When I run my tests with npx hardhat test I get the following failure:

Compilation finished successfully


  TestToken contract
    Deployment
      1) "before each" hook for "Has the right name"


  0 passing (807ms)
  1 failing

  1) TestToken contract
       "before each" hook for "Has the right name":
     Error: Transaction reverted: function call to a non-contract account

Now, this does make perfect sense, after all I am attempting to call the Pancakeswap v2 router contract. How do I get around this limitation? Is there a way to inject the contract address for the router as an environment variable perhaps? Is there a mock constructor for the UniswapRouter I can be using? Generally, how is this sort of thing done in a way that remains testable (and how is it therefore tested) with smart contract development?


Solution

  • A hardhat test deploys the contracts to the hardhat local network (by default). This local network only has few pre-funded and unlocked accounts, but there are no smart contracts deployed.
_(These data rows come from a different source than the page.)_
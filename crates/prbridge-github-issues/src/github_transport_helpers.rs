/// Truncate an upstream error body for logs and issue comments.
pub fn truncate_for_error(text: &str, max_chars: usize) -> String {
    if text.chars().count() <= max_chars {
        return text.to_string();
    }
    let mut truncated = text.chars().take(max_chars).collect::<String>();
    truncated.push_str("...");
    truncated
}

/// Whether a GitHub status means "resource does not exist" rather than failure.
pub fn is_not_found_status(status: u16) -> bool {
    status == 404
}
use std::time::Duration;

use async_trait::async_trait;
use reqwest::header::{HeaderMap, HeaderValue, AUTHORIZATION, CONTENT_TYPE};
use serde::Deserialize;
use serde_json::json;
use tokio::time::sleep;

use crate::{
    retry::{
        is_transient_status, new_request_id, retry_delay_ms, BACKOFF_UNIT_MS, JITTER_MAX_MS,
        MAX_ATTEMPTS,
    },
    CompletionClient, CompletionRequest, ModelError,
};

pub const DEFAULT_OPENAI_API_BASE: &str = "https://api.openai.com/v1";
const DEFAULT_REQUEST_TIMEOUT_MS: u64 = 120_000;
const ERROR_BODY_MAX_CHARS: usize = 800;

#[derive(Debug, Clone)]
/// Connection and retry settings for the OpenAI Responses API.
pub struct OpenAiResponsesConfig {
    pub api_base: String,
    pub api_key: String,
    pub request_timeout_ms: u64,
    pub max_attempts: usize,
    pub backoff_unit_ms: u64,
    pub jitter_max_ms: u64,
}

impl OpenAiResponsesConfig {
    pub fn with_api_key(api_key: impl Into<String>) -> Self {
        Self {
            api_base: DEFAULT_OPENAI_API_BASE.to_string(),
            api_key: api_key.into(),
            request_timeout_ms: DEFAULT_REQUEST_TIMEOUT_MS,
            max_attempts: MAX_ATTEMPTS,
            backoff_unit_ms: BACKOFF_UNIT_MS,
            jitter_max_ms: JITTER_MAX_MS,
        }
    }
}

#[derive(Debug, Clone)]
/// Public struct `OpenAiResponsesClient` used by the bridge runtime.
pub struct OpenAiResponsesClient {
    client: reqwest::Client,
    config: OpenAiResponsesConfig,
}

impl OpenAiResponsesClient {
    pub fn new(config: OpenAiResponsesConfig) -> Result<Self, ModelError> {
        if config.api_key.trim().is_empty() {
            return Err(ModelError::MissingApiKey);
        }

        let mut headers = HeaderMap::new();
        headers.insert(CONTENT_TYPE, HeaderValue::from_static("application/json"));
        let bearer = format!("Bearer {}", config.api_key.trim());
        headers.insert(
            AUTHORIZATION,
            HeaderValue::from_str(&bearer)
                .map_err(|e| ModelError::InvalidResponse(format!("invalid API key header: {e}")))?,
        );

        let client = reqwest::Client::builder()
            .default_headers(headers)
            .timeout(Duration::from_millis(config.request_timeout_ms.max(1)))
            .build()?;

        Ok(Self { client, config })
    }

    fn responses_url(&self) -> String {
        let base = self.config.api_base.trim_end_matches('/');
        if base.ends_with("/responses") {
            return base.to_string();
        }
        format!("{base}/responses")
    }
}

#[async_trait]
impl CompletionClient for OpenAiResponsesClient {
    async fn complete_text(&self, request: CompletionRequest) -> Result<String, ModelError> {
        let body = json!({
            "model": request.model,
            "input": request.input,
        });
        let url = self.responses_url();
        let max_attempts = self.config.max_attempts.max(1);
        let mut last_status = 0_u16;

        for attempt in 1..=max_attempts {
            let response = self
                .client
                .post(&url)
                .header("x-prbridge-request-id", new_request_id())
                .header("x-prbridge-retry-attempt", (attempt - 1).to_string())
                .json(&body)
                .send()
                .await?;

            let status = response.status();
            if status.is_success() {
                let raw = response.text().await?;
                let text = parse_responses_output_text(&raw)?;
                tracing::info!(
                    attempt,
                    output_chars = text.chars().count(),
                    "completion request succeeded"
                );
                return Ok(text);
            }

            let raw = response.text().await.unwrap_or_default();
            if is_transient_status(status.as_u16()) {
                last_status = status.as_u16();
                if attempt < max_attempts {
                    let delay_ms = retry_delay_ms(
                        attempt,
                        self.config.backoff_unit_ms,
                        self.config.jitter_max_ms,
                    );
                    tracing::warn!(
                        status = last_status,
                        attempt,
                        max_attempts,
                        delay_ms,
                        "transient completion failure, retrying"
                    );
                    sleep(Duration::from_millis(delay_ms)).await;
                } else {
                    tracing::warn!(
                        status = last_status,
                        attempt,
                        max_attempts,
                        "transient completion failure on final attempt"
                    );
                }
                continue;
            }

            tracing::error!(status = status.as_u16(), "completion request failed");
            return Err(ModelError::HttpStatus {
                status: status.as_u16(),
                body: truncate_error_body(&raw),
            });
        }

        Err(ModelError::TransientExhausted {
            attempts: max_attempts,
            last_status,
        })
    }
}

fn truncate_error_body(raw: &str) -> String {
    if raw.chars().count() <= ERROR_BODY_MAX_CHARS {
        return raw.to_string();
    }
    let mut truncated = raw.chars().take(ERROR_BODY_MAX_CHARS).collect::<String>();
    truncated.push_str("...");
    truncated
}

/// Concatenates every `output_text` fragment of every output item, in order.
pub fn parse_responses_output_text(raw: &str) -> Result<String, ModelError> {
    let parsed: ResponsesEnvelope = serde_json::from_str(raw)?;
    let mut text = String::new();
    for item in parsed.output.unwrap_or_default() {
        for fragment in item.content.unwrap_or_default() {
            if fragment.fragment_type.as_deref() != Some("output_text") {
                continue;
            }
            if let Some(fragment_text) = fragment.text {
                text.push_str(&fragment_text);
            }
        }
    }
    Ok(text.trim().to_string())
}

#[derive(Debug, Deserialize)]
struct ResponsesEnvelope {
    #[serde(default)]
    output: Option<Vec<ResponsesOutputItem>>,
}

#[derive(Debug, Deserialize)]
struct ResponsesOutputItem {
    #[serde(default)]
    content: Option<Vec<ResponsesContentFragment>>,
}

#[derive(Debug, Deserialize)]
struct ResponsesContentFragment {
    #[serde(rename = "type", default)]
    fragment_type: Option<String>,
    #[serde(default)]
    text: Option<String>,
}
Including the PancakeSwap v2 Router (0x10ED43...).


    Instead of deploying and configuring local copy of the router contract, as well as all of its dependencies, you can create a new hardhat network forked from the production BSC.

    https://hardhat.org/guides/mainnet-forking.html

    This will run a local network with the Router contract available, but your actions will only effect the local network (not the mainnet).